• **About this task**
Going from the top of the data below, give again each line through the one containing "pub const INVOICE_NO_MAX_CHARS: usize = 64;", both ends kept.

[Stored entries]
::::::::
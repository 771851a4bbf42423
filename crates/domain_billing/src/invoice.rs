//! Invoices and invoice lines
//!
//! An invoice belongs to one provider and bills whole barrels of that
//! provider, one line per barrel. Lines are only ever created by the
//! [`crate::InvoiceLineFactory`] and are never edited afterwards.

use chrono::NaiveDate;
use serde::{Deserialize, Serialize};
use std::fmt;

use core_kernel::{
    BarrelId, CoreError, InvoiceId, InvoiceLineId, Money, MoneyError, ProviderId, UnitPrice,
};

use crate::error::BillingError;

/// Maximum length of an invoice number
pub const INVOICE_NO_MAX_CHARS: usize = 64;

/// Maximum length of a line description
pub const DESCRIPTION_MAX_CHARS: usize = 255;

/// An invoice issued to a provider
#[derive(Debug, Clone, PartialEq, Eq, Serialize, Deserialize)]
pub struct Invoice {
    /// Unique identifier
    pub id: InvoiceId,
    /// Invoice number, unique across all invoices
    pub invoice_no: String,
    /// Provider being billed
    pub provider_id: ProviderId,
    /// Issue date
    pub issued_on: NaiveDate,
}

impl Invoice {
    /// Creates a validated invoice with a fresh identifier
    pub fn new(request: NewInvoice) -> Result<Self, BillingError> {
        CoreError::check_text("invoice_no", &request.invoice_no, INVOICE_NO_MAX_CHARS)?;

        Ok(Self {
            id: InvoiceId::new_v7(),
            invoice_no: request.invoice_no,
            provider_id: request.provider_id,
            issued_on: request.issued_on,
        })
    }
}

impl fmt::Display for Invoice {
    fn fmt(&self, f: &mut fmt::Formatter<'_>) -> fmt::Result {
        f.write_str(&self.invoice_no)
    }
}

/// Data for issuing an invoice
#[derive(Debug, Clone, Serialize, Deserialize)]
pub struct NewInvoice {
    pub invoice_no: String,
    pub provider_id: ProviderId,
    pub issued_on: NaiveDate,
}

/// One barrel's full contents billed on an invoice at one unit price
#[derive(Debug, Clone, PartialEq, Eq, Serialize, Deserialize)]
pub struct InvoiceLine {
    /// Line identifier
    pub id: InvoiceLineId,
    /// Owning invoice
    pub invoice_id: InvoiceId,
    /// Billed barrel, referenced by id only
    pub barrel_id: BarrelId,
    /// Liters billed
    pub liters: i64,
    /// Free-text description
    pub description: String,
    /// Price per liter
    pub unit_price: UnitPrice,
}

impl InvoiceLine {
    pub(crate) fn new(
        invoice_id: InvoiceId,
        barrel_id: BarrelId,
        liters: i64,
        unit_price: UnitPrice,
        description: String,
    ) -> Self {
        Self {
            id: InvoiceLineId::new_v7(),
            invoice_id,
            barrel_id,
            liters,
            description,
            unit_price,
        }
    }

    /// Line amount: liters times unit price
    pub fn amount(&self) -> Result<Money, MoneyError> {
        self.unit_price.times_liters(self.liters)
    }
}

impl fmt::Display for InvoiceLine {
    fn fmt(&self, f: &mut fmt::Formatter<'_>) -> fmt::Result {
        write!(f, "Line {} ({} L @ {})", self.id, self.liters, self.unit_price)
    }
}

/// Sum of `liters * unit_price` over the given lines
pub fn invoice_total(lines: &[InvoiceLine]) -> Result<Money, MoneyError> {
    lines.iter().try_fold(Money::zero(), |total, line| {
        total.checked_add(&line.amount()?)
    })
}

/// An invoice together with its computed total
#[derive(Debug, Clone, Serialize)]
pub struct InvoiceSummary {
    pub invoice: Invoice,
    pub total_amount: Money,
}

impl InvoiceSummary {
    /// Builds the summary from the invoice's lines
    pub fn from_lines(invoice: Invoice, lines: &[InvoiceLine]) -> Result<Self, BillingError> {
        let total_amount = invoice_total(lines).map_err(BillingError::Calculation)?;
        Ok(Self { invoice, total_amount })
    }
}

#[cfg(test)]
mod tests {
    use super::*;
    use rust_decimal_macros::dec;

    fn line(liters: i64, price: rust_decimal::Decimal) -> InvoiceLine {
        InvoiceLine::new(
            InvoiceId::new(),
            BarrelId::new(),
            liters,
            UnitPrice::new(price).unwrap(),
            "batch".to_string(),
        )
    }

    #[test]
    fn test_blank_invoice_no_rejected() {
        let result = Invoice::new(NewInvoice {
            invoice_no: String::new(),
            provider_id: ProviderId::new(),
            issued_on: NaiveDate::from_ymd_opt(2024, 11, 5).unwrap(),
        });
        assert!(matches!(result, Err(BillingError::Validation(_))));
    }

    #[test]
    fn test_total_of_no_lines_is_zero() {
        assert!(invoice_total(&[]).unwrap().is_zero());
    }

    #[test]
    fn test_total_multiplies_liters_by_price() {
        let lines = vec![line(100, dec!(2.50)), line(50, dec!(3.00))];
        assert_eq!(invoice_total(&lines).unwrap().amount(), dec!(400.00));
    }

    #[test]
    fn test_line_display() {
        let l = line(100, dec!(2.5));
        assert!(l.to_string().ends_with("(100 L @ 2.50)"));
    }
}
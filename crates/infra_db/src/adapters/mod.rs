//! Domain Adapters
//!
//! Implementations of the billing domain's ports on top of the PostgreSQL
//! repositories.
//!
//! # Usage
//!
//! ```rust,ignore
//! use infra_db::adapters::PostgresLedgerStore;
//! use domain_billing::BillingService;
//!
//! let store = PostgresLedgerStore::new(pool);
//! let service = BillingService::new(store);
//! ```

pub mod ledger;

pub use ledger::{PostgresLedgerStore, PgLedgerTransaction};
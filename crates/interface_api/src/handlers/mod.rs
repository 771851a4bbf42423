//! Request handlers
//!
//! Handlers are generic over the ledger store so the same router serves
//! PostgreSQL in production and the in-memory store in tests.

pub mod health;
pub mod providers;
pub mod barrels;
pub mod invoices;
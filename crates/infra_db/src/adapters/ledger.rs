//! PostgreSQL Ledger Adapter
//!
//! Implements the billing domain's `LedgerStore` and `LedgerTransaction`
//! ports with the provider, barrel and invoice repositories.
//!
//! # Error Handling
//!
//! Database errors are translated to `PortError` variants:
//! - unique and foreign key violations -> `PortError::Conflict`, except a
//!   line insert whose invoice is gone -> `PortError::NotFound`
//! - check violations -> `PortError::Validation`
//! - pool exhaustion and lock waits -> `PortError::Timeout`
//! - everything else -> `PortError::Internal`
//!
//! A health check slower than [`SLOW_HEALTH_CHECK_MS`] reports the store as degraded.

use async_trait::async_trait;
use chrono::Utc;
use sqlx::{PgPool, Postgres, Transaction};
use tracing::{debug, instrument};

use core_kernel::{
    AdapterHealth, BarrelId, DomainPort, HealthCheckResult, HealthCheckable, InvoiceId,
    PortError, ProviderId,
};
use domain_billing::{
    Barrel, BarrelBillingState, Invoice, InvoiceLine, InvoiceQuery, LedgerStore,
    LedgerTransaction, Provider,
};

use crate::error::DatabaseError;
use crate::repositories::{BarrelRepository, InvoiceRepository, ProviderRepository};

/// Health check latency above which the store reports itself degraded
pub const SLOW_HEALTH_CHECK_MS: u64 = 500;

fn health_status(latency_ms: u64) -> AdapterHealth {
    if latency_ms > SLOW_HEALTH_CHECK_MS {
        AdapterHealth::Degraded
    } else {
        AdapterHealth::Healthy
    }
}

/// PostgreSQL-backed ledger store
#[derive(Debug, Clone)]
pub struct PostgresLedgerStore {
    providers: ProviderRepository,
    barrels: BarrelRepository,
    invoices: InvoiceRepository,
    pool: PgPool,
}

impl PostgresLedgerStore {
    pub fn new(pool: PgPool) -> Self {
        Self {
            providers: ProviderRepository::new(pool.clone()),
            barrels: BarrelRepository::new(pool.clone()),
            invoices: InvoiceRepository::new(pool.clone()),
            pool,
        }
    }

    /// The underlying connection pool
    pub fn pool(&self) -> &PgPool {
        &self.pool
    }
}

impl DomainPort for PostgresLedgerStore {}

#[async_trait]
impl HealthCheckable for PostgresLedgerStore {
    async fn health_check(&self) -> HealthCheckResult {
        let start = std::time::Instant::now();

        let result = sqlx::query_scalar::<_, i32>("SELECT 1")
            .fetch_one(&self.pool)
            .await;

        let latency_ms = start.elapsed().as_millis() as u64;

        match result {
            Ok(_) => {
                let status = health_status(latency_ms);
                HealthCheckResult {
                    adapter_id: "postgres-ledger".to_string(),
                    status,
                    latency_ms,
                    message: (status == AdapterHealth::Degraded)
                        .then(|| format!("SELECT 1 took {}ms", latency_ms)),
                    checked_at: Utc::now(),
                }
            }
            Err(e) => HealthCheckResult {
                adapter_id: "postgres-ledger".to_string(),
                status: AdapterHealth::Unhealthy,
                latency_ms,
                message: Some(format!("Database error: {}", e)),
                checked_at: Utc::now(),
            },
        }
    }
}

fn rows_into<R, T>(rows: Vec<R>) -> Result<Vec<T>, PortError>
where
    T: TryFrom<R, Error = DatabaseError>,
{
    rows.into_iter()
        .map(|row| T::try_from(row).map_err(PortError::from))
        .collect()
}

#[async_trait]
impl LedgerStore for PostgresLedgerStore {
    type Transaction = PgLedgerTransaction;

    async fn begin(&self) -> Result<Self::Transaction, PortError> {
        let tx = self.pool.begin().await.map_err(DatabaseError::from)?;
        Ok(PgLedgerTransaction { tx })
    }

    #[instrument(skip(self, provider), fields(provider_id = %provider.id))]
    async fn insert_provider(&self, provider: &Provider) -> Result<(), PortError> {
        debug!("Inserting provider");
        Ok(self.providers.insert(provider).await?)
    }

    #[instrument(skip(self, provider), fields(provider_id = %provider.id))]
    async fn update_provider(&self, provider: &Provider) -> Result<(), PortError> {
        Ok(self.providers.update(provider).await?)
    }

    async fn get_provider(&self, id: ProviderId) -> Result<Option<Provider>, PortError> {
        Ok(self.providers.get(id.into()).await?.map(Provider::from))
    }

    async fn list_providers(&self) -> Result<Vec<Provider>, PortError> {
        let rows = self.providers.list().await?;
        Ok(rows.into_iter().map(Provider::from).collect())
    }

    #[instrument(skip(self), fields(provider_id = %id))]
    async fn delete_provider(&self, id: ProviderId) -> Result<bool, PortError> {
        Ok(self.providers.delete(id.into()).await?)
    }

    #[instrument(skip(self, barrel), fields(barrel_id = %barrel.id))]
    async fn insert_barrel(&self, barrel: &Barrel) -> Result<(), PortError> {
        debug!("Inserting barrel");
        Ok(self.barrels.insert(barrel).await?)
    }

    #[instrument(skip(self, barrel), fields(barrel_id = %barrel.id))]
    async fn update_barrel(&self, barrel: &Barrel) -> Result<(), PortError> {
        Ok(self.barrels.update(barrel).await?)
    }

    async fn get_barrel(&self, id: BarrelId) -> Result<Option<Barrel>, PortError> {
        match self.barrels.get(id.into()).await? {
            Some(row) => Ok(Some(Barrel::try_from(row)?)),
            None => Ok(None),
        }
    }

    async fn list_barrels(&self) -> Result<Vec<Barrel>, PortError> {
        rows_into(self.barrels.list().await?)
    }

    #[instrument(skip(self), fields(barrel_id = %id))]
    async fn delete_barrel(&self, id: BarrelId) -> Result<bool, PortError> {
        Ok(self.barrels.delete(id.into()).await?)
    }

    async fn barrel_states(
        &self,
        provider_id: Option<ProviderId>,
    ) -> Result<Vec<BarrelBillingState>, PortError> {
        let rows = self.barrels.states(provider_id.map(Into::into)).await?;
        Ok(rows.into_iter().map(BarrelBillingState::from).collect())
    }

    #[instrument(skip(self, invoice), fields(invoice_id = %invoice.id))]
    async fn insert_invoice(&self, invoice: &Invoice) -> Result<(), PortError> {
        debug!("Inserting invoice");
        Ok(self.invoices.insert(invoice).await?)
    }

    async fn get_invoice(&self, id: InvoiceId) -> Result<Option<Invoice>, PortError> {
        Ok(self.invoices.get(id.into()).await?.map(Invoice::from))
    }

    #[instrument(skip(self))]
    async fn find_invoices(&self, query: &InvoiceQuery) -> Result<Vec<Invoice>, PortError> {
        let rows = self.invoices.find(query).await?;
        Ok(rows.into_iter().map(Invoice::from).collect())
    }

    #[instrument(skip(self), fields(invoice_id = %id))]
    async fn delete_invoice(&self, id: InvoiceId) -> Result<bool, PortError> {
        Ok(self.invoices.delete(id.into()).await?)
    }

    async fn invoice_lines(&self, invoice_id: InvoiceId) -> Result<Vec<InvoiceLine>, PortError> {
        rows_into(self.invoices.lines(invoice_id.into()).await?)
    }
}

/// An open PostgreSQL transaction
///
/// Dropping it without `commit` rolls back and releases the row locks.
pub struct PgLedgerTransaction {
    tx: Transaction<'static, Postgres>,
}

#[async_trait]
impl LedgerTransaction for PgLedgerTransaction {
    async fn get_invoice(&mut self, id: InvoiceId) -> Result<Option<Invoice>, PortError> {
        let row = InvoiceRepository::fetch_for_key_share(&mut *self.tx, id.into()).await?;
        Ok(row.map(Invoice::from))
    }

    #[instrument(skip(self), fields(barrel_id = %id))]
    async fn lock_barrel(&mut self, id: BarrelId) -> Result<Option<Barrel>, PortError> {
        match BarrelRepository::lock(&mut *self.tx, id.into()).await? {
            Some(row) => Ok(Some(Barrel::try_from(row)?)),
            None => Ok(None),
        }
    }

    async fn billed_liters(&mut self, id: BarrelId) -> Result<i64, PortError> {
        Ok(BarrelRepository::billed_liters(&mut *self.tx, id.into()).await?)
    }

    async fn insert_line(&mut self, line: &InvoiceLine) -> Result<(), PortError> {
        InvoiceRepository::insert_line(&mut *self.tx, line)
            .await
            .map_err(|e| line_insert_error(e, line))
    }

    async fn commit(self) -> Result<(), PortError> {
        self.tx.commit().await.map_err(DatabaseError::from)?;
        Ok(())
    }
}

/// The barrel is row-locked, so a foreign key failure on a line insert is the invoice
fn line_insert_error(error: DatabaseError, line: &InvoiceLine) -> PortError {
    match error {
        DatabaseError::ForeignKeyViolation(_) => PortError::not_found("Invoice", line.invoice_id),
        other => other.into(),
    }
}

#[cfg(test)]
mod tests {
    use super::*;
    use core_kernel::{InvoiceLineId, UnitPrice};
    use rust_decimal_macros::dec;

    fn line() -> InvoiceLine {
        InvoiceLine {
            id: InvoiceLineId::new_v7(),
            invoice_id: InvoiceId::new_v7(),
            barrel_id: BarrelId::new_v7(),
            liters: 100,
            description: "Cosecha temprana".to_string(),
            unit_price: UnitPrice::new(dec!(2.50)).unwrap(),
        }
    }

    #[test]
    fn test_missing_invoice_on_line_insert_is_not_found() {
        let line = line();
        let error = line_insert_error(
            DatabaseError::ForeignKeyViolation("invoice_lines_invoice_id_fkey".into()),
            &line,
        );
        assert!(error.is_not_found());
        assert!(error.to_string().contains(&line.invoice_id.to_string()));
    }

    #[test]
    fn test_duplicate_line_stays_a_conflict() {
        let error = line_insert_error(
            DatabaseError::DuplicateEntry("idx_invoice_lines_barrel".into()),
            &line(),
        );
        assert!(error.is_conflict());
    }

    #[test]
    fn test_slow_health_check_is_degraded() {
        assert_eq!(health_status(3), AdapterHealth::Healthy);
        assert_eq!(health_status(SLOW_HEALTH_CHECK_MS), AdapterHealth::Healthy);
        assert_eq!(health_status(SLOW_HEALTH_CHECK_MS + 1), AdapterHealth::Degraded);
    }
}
::::::::
• **Solution**
repository 771851a4bbf42423
filename crates/domain_billing/src/invoice.rs
//! Invoices and invoice lines
//!
//! An invoice belongs to one provider and bills whole barrels of that
//! provider, one line per barrel. Lines are only ever created by the
//! [`crate::InvoiceLineFactory`] and are never edited afterwards.

use chrono::NaiveDate;
use serde::{Deserialize, Serialize};
use std::fmt;

use core_kernel::{
    BarrelId, CoreError, InvoiceId, InvoiceLineId, Money, MoneyError, ProviderId, UnitPrice,
};

use crate::error::BillingError;

/// Maximum length of an invoice number
pub const INVOICE_NO_MAX_CHARS: usize = 64;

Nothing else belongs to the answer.